“Environmental racism” and “environmental justice” discourses arose in the United States in the 1970s and 1980s as disenfranchised communities of color resisted exposure to hazardous waste and toxic dumping. Early grassroots activists working at the intersection of civil rights and environmental movements linked their exposure to environmental hazards to systematic social discrimination. As significant as these early discourses were, the phenomena they described were not new. Environmental hazards have rarely been distributed equally and the benefits of natural resource use have disproportionately favored communities of power and privilege.
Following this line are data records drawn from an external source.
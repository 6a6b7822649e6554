//! Installment plan generation and payment tracking.
//!
//! A plan splits a transaction's amount into N equal slices with due dates
//! advanced cumulatively from the first installment date. Slices are atomic:
//! they are paid whole or not at all, so a partial payment walks the pending
//! slices in order and hands any leftover back to the caller.

use chrono::{Days, Months, NaiveDate, NaiveDateTime};
use model::entities::{
    prelude::TransactionInstallment,
    transaction::{self, InstallmentPeriod, TransactionKind},
    transaction_installment::{self, InstallmentStatus},
};
use rust_decimal::Decimal;
use sea_orm::{
    sea_query::Expr, ActiveModelTrait, ColumnTrait, ConnectionTrait, EntityTrait, QueryFilter,
    QueryOrder, Set,
};
use tracing::{debug, info};

use crate::error::{ComputeError, Result};

pub const MIN_INSTALLMENTS: i32 = 2;
pub const MAX_INSTALLMENTS: i32 = 48;

/// One computed slice of a plan before it is persisted.
#[derive(Debug, Clone, PartialEq, Eq)]
pub struct ScheduledInstallment {
    pub number: i32,
    pub amount: Decimal,
    pub due_date: NaiveDate,
}

/// The even per-slice amount for a plan.
///
/// Plain division rounded to the column scale; the last installment is not
/// adjusted, so the slice sum may differ from the total by a fraction of a
/// cent.
pub fn split_amount(amount: Decimal, count: i32) -> Result<Decimal> {
    if !(MIN_INSTALLMENTS..=MAX_INSTALLMENTS).contains(&count) {
        return Err(ComputeError::InvalidInstallmentCount {
            got: count,
            min: MIN_INSTALLMENTS,
            max: MAX_INSTALLMENTS,
        });
    }
    Ok((amount / Decimal::from(count)).round_dp(4))
}

/// Advances a due date by one period, from the previous installment's date.
///
/// Cumulative advancement avoids the drift a fixed offset from the anchor
/// would accumulate across months of different lengths.
pub fn next_due(date: NaiveDate, period: InstallmentPeriod) -> Result<NaiveDate> {
    let next = match period {
        InstallmentPeriod::Monthly => date.checked_add_months(Months::new(1)),
        InstallmentPeriod::Weekly => date.checked_add_days(Days::new(7)),
    };
    next.ok_or_else(|| ComputeError::Date(format!("due date out of range after {date}")))
}

/// Produces the full schedule for a plan: `count` slices of
/// `amount / count`, all Pending, due dates strictly increasing.
pub fn build_schedule(
    amount: Decimal,
    count: i32,
    period: InstallmentPeriod,
    first_date: NaiveDate,
) -> Result<Vec<ScheduledInstallment>> {
    let slice = split_amount(amount, count)?;

    let mut schedule = Vec::with_capacity(count as usize);
    let mut due = first_date;
    for number in 1..=count {
        schedule.push(ScheduledInstallment {
            number,
            amount: slice,
            due_date: due,
        });
        if number < count {
            due = next_due(due, period)?;
        }
    }
    Ok(schedule)
}

/// Inserts the installment rows for a freshly created plan transaction.
pub async fn materialize_plan<C: ConnectionTrait>(
    conn: &C,
    plan: &transaction::Model,
) -> Result<Vec<transaction_installment::Model>> {
    let (count, period, first_date) = match (
        plan.is_installment_plan,
        plan.installment_count,
        plan.installment_period,
        plan.first_installment_date,
    ) {
        (true, Some(count), Some(period), Some(first_date)) => (count, period, first_date),
        _ => return Err(ComputeError::NotInstallmentPlan),
    };

    let schedule = build_schedule(plan.amount, count, period, first_date)?;
    debug!(
        transaction_id = plan.id,
        count,
        "materializing installment schedule"
    );

    let mut rows = Vec::with_capacity(schedule.len());
    for slice in schedule {
        let row = transaction_installment::ActiveModel {
            transaction_id: Set(plan.id),
            installment_number: Set(slice.number),
            amount: Set(slice.amount),
            due_date: Set(slice.due_date),
            status: Set(InstallmentStatus::Pending),
            paid_date: Set(None),
            ..Default::default()
        }
        .insert(conn)
        .await?;
        rows.push(row);
    }
    Ok(rows)
}

/// Marks one installment as paid.
///
/// Fails with [`ComputeError::AlreadyPaid`] when the slice is already paid.
pub async fn pay_installment<C: ConnectionTrait>(
    conn: &C,
    installment: &transaction_installment::Model,
    now: NaiveDateTime,
) -> Result<transaction_installment::Model> {
    if installment.status == InstallmentStatus::Paid {
        return Err(ComputeError::AlreadyPaid);
    }

    let mut active: transaction_installment::ActiveModel = installment.clone().into();
    active.status = Set(InstallmentStatus::Paid);
    active.paid_date = Set(Some(now));
    let paid = active.update(conn).await?;

    info!(
        installment_id = paid.id,
        transaction_id = paid.transaction_id,
        "installment paid"
    );
    Ok(paid)
}

/// Marks a whole transaction as paid.
///
/// For an installment plan, every Pending slice becomes Paid in one batch.
/// An Expense parent then transitions to the terminal `Paid` kind, which
/// removes it from future expense totals.
pub async fn mark_transaction_paid<C: ConnectionTrait>(
    conn: &C,
    tx: &transaction::Model,
    now: NaiveDateTime,
) -> Result<transaction::Model> {
    if tx.is_installment_plan {
        let res = TransactionInstallment::update_many()
            .col_expr(
                transaction_installment::Column::Status,
                Expr::value(InstallmentStatus::Paid),
            )
            .col_expr(transaction_installment::Column::PaidDate, Expr::value(now))
            .filter(transaction_installment::Column::TransactionId.eq(tx.id))
            .filter(transaction_installment::Column::Status.eq(InstallmentStatus::Pending))
            .exec(conn)
            .await?;
        debug!(
            transaction_id = tx.id,
            paid = res.rows_affected,
            "batch-paid pending installments"
        );
    }

    if tx.kind == TransactionKind::Expense {
        let mut active: transaction::ActiveModel = tx.clone().into();
        active.kind = Set(TransactionKind::Paid);
        let updated = active.update(conn).await?;
        info!(transaction_id = updated.id, "expense marked paid");
        return Ok(updated);
    }

    Ok(tx.clone())
}

/// Result of applying a partial payment to a plan.
#[derive(Debug)]
pub struct PartialPaymentOutcome {
    /// Installments paid in full by this payment, ascending number order.
    pub paid: Vec<transaction_installment::Model>,
    /// Portion of the payment that was applied.
    pub applied_amount: Decimal,
    /// Leftover that did not cover the next installment in full; returned to
    /// the caller, never applied partially to a slice.
    pub remaining_amount: Decimal,
}

/// Greedily applies `amount` to the earliest Pending installments.
///
/// Walks slices in ascending installment number, paying each in full while
/// the leftover covers it, and stops at the first slice it cannot cover.
pub async fn apply_partial_payment<C: ConnectionTrait>(
    conn: &C,
    tx: &transaction::Model,
    amount: Decimal,
    now: NaiveDateTime,
) -> Result<PartialPaymentOutcome> {
    if amount <= Decimal::ZERO {
        return Err(ComputeError::NonPositiveAmount);
    }
    if !tx.is_installment_plan {
        return Err(ComputeError::NotInstallmentPlan);
    }

    let pending = TransactionInstallment::find()
        .filter(transaction_installment::Column::TransactionId.eq(tx.id))
        .filter(transaction_installment::Column::Status.eq(InstallmentStatus::Pending))
        .order_by_asc(transaction_installment::Column::InstallmentNumber)
        .all(conn)
        .await?;
    if pending.is_empty() {
        return Err(ComputeError::NoPendingInstallments);
    }

    let mut remaining = amount;
    let mut paid = Vec::new();
    for installment in pending {
        if remaining < installment.amount {
            break;
        }
        remaining -= installment.amount;
        paid.push(pay_installment(conn, &installment, now).await?);
    }

    info!(
        transaction_id = tx.id,
        paid_count = paid.len(),
        remaining = %remaining,
        "partial payment applied"
    );
    Ok(PartialPaymentOutcome {
        paid,
        applied_amount: amount - remaining,
        remaining_amount: remaining,
    })
}
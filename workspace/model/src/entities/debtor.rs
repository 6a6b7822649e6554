use sea_orm::entity::prelude::*;

use super::user;

/// A third party who owes the user money.
///
/// Debtors are distinct from the user's own expense tracking: the debts
/// hanging off a debtor are receivables, reconciled against their payments.
/// Deleting a debtor cascades through its debts and their payments.
#[derive(Clone, Debug, PartialEq, Eq, DeriveEntityModel)]
#[sea_orm(table_name = "debtors")]
pub struct Model {
    #[sea_orm(primary_key)]
    pub id: i32,
    pub name: String,
    pub email: Option<String>,
    pub phone: Option<String>,
    pub owner_id: i32,
}

#[derive(Copy, Clone, Debug, EnumIter, DeriveRelation)]
pub enum Relation {
    #[sea_orm(
        belongs_to = "super::user::Entity",
        from = "Column::OwnerId",
        to = "super::user::Column::Id",
        on_delete = "Cascade"
    )]
    User,
    #[sea_orm(has_many = "super::debt::Entity")]
    Debt,
}

impl Related<user::Entity> for Entity {
    fn to() -> RelationDef {
        Relation::User.def()
    }
}

impl Related<super::debt::Entity> for Entity {
    fn to() -> RelationDef {
        Relation::Debt.def()
    }
}

impl ActiveModelBehavior for ActiveModel {}
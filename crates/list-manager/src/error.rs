//! List Errors
//!
//! Failure taxonomy shared by every list operation.

use thiserror::Error;

pub type ListResult<T> = Result<T, ListError>;

#[derive(Debug, Clone, PartialEq, Eq, Error)]
pub enum ListError {
    /// A required field was blank; raised before any request is sent
    #[error("{0}")]
    Validation(String),

    /// Network failure or a response that could not be read
    #[error("network error: {0}")]
    Transport(String),

    /// The server answered `status: false`
    #[error("{0}")]
    Application(String),

    /// JSON arrived but not in the expected envelope shape
    #[error("unexpected response: {0}")]
    Decode(String),

    #[error("{0} is not supported here")]
    Unsupported(&'static str),

    /// A mutation is already in flight
    #[error("another request is still in progress")]
    Busy,
}

impl ListError {
    /// Message to show the user. Validation and server messages are shown
    /// verbatim, everything else gets the caller's generic fallback.
    pub fn user_message(&self, fallback: &str) -> String {
        match self {
            ListError::Validation(msg) | ListError::Application(msg) if !msg.trim().is_empty() => {
                msg.clone()
            }
            _ => fallback.to_string(),
        }
    }

    pub fn is_transport(&self) -> bool {
        matches!(self, ListError::Transport(_) | ListError::Decode(_))
    }
}

impl From<serde_json::Error> for ListError {
    fn from(error: serde_json::Error) -> Self {
        if error.is_data() {
            ListError::Decode(error.to_string())
        } else {
            ListError::Transport(format!("invalid JSON: {}", error))
        }
    }
}
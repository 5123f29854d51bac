//! Not Found Page

use leptos::prelude::*;
use leptos_router::components::A;

#[component]
pub fn NotFound() -> impl IntoView {
    view! {
        <div class="not-found">
            <h1>"404 - Page Not Found"</h1>
            <A href="/">"Back to home"</A>
        </div>
    }
}
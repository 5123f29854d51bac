//! Table Body Component
//!
//! Renders the placeholder row matching the list's view status, or the
//! rows themselves.

use leptos::prelude::*;
use list_manager::ListView;

pub fn status_text(status: ListView) -> Option<&'static str> {
    match status {
        ListView::Loading => Some("Loading..."),
        ListView::NoRecords => Some("No records found"),
        ListView::NoResults => Some("No results"),
        ListView::Rows => None,
    }
}

#[component]
pub fn TableBody(
    #[prop(into)] status: Signal<ListView>,
    /// Column count of the surrounding table
    columns: usize,
    children: ChildrenFn,
) -> impl IntoView {
    view! {
        <tbody>
            {move || match status_text(status.get()) {
                Some(text) => {
                    view! {
                        <tr class="placeholder-row">
                            <td colspan=columns>{text}</td>
                        </tr>
                    }
                        .into_any()
                }
                None => children().into_any(),
            }}
        </tbody>
    }
}

/// View/edit/delete buttons for one row; omitted callbacks hide their button
#[component]
pub fn RowActions(
    #[prop(into, optional)] on_view: Option<Callback<()>>,
    #[prop(into, optional)] on_edit: Option<Callback<()>>,
    #[prop(into, optional)] on_delete: Option<Callback<()>>,
    #[prop(into, optional)] busy: Signal<bool>,
) -> impl IntoView {
    view! {
        <td class="row-actions">
            {on_view
                .map(|cb| {
                    view! {
                        <button class="btn btn-sm btn-info" on:click=move |_| cb.run(())>
                            "View"
                        </button>
                    }
                })}
            {on_edit
                .map(|cb| {
                    view! {
                        <button
                            class="btn btn-sm btn-primary"
                            prop:disabled=move || busy.get()
                            on:click=move |_| cb.run(())
                        >
                            "Edit"
                        </button>
                    }
                })}
            {on_delete
                .map(|cb| {
                    view! {
                        <button
                            class="btn btn-sm btn-danger"
                            prop:disabled=move || busy.get()
                            on:click=move |_| cb.run(())
                        >
                            "Delete"
                        </button>
                    }
                })}
        </td>
    }
}
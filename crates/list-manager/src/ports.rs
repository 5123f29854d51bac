//! UI Ports
//!
//! Notification and confirmation seams injected into the manager so list
//! logic runs without a real UI.

use async_trait::async_trait;

#[derive(Debug, Clone, Copy, PartialEq, Eq)]
pub enum Tone {
    Success,
    Info,
    Warning,
    Error,
}

/// A transient user-visible message
#[derive(Debug, Clone, PartialEq, Eq)]
pub struct Notice {
    pub tone: Tone,
    pub message: String,
}

impl Notice {
    pub fn success(message: impl Into<String>) -> Self {
        Self { tone: Tone::Success, message: message.into() }
    }

    pub fn info(message: impl Into<String>) -> Self {
        Self { tone: Tone::Info, message: message.into() }
    }

    pub fn warning(message: impl Into<String>) -> Self {
        Self { tone: Tone::Warning, message: message.into() }
    }

    pub fn error(message: impl Into<String>) -> Self {
        Self { tone: Tone::Error, message: message.into() }
    }
}

pub trait Notifier {
    fn notify(&self, notice: Notice);
}

/// Text of a blocking confirmation dialog
#[derive(Debug, Clone, PartialEq, Eq)]
pub struct ConfirmPrompt {
    pub title: String,
    pub text: String,
    pub confirm_label: String,
}

impl ConfirmPrompt {
    pub fn new(title: impl Into<String>, text: impl Into<String>) -> Self {
        Self {
            title: title.into(),
            text: text.into(),
            confirm_label: "Yes, delete it!".to_string(),
        }
    }

    pub fn with_confirm_label(mut self, label: impl Into<String>) -> Self {
        self.confirm_label = label.into();
        self
    }
}

/// Resolves to `true` only when the user explicitly confirms.
#[async_trait(?Send)]
pub trait Confirm {
    async fn confirm(&self, prompt: ConfirmPrompt) -> bool;
}
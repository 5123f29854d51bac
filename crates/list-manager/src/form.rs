//! Form Fields
//!
//! Staged modal input: text values plus optional binary attachments.

use std::collections::BTreeMap;

use serde_json::{Map, Value};

/// An uploaded file read into memory
#[derive(Debug, Clone, PartialEq, Eq)]
pub struct Attachment {
    pub file_name: String,
    pub mime_type: String,
    pub bytes: Vec<u8>,
}

impl Attachment {
    pub fn is_empty(&self) -> bool {
        self.bytes.is_empty()
    }
}

#[derive(Debug, Clone, PartialEq, Eq)]
pub enum FieldValue {
    Text(String),
    File(Attachment),
}

impl FieldValue {
    pub fn is_blank(&self) -> bool {
        match self {
            FieldValue::Text(text) => text.trim().is_empty(),
            FieldValue::File(file) => file.is_empty(),
        }
    }
}

/// Ordered map of field name to value
#[derive(Debug, Clone, Default, PartialEq, Eq)]
pub struct FormFields {
    fields: BTreeMap<String, FieldValue>,
}

impl FormFields {
    pub fn new() -> Self {
        Self::default()
    }

    /// Builder-style text field
    pub fn with(mut self, name: &str, value: impl Into<String>) -> Self {
        self.set_text(name, value);
        self
    }

    pub fn set_text(&mut self, name: &str, value: impl Into<String>) {
        self.fields.insert(name.to_string(), FieldValue::Text(value.into()));
    }

    pub fn set_file(&mut self, name: &str, file: Attachment) {
        self.fields.insert(name.to_string(), FieldValue::File(file));
    }

    pub fn set(&mut self, name: &str, value: FieldValue) {
        self.fields.insert(name.to_string(), value);
    }

    pub fn remove(&mut self, name: &str) -> Option<FieldValue> {
        self.fields.remove(name)
    }

    pub fn get(&self, name: &str) -> Option<&FieldValue> {
        self.fields.get(name)
    }

    /// Text value, or "" when absent or a file
    pub fn text(&self, name: &str) -> &str {
        match self.fields.get(name) {
            Some(FieldValue::Text(text)) => text,
            _ => "",
        }
    }

    pub fn file(&self, name: &str) -> Option<&Attachment> {
        match self.fields.get(name) {
            Some(FieldValue::File(file)) => Some(file),
            _ => None,
        }
    }

    pub fn is_blank(&self, name: &str) -> bool {
        self.fields.get(name).map_or(true, FieldValue::is_blank)
    }

    /// First blank field among `required`, if any
    pub fn first_blank<'a>(&self, required: &[&'a str]) -> Option<&'a str> {
        required.iter().copied().find(|name| self.is_blank(name))
    }

    pub fn iter(&self) -> impl Iterator<Item = (&str, &FieldValue)> {
        self.fields.iter().map(|(name, value)| (name.as_str(), value))
    }

    pub fn is_empty(&self) -> bool {
        self.fields.is_empty()
    }

    /// Text fields as a JSON object; attachments are skipped
    pub fn text_json(&self) -> Map<String, Value> {
        self.fields
            .iter()
            .filter_map(|(name, value)| match value {
                FieldValue::Text(text) => Some((name.clone(), Value::String(text.clone()))),
                FieldValue::File(_) => None,
            })
            .collect()
    }
}

/// First letter uppercased, the rest untouched
pub fn capitalize(word: &str) -> String {
    let mut chars = word.chars();
    match chars.next() {
        Some(first) => first.to_uppercase().chain(chars).collect(),
        None => String::new(),
    }
}

/// `my_partner_name` -> "My partner name"
pub fn humanize(field: &str) -> String {
    capitalize(field.replace(['_', '-'], " ").trim())
}

#[cfg(test)]
mod tests {
    use super::*;

    #[test]
    fn test_blank_detection() {
        let mut fields = FormFields::new().with("question", "   ").with("status", "active");
        assert!(fields.is_blank("question"));
        assert!(fields.is_blank("missing"));
        assert!(!fields.is_blank("status"));

        fields.set_file("image", Attachment {
            file_name: "a.png".to_string(),
            mime_type: "image/png".to_string(),
            bytes: Vec::new(),
        });
        assert!(fields.is_blank("image"));
        assert_eq!(fields.first_blank(&["status", "question"]), Some("question"));
    }

    #[test]
    fn test_text_json_skips_files() {
        let mut fields = FormFields::new().with("answer", "We talked");
        fields.set_file("upload_photo", Attachment {
            file_name: "me.jpg".to_string(),
            mime_type: "image/jpeg".to_string(),
            bytes: vec![1, 2, 3],
        });
        let json = fields.text_json();
        assert_eq!(json.len(), 1);
        assert_eq!(json["answer"], "We talked");
        assert_eq!(fields.text("upload_photo"), "");
        assert_eq!(fields.file("upload_photo").map(|f| f.bytes.len()), Some(3));
    }

    #[test]
    fn test_humanize() {
        assert_eq!(humanize("my_partner_name"), "My partner name");
        assert_eq!(humanize("question"), "Question");
        assert_eq!(humanize(""), "");
    }

    #[test]
    fn test_capitalize() {
        assert_eq!(capitalize("active"), "Active");
        assert_eq!(capitalize("éclair"), "Éclair");
        assert_eq!(capitalize(""), "");
    }
}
Environmental racism and environmental justice are part of a much deeper, global history of the relationship between social and environmental inequalities.

This website is one part of two interrelated digital projects. The first is an online exhibit that collects and interprets primary documentation related to lead pollution in Omaha. This consists of legal documentation, scientific papers, videos, historic newspaper articles, and material culture produced in the context of industrial and domestic use of lead products, debates about lead poisoning, public health, and the impact of the industry in the fabric of Omaha society. The second collection, also available via this website are mapping products. Students map the impact of lead on Omaha's landscape and analyze its lasting legacy in Omaha communities. All projects ground their interpretations of primary documentation and mapped source material in the broader history of racial, class, and gender inequity. This research project is produced by undergraduate students at Creighton University as part of Dr. Adam Sundberg's intersections course "History of Environmental Inequalities."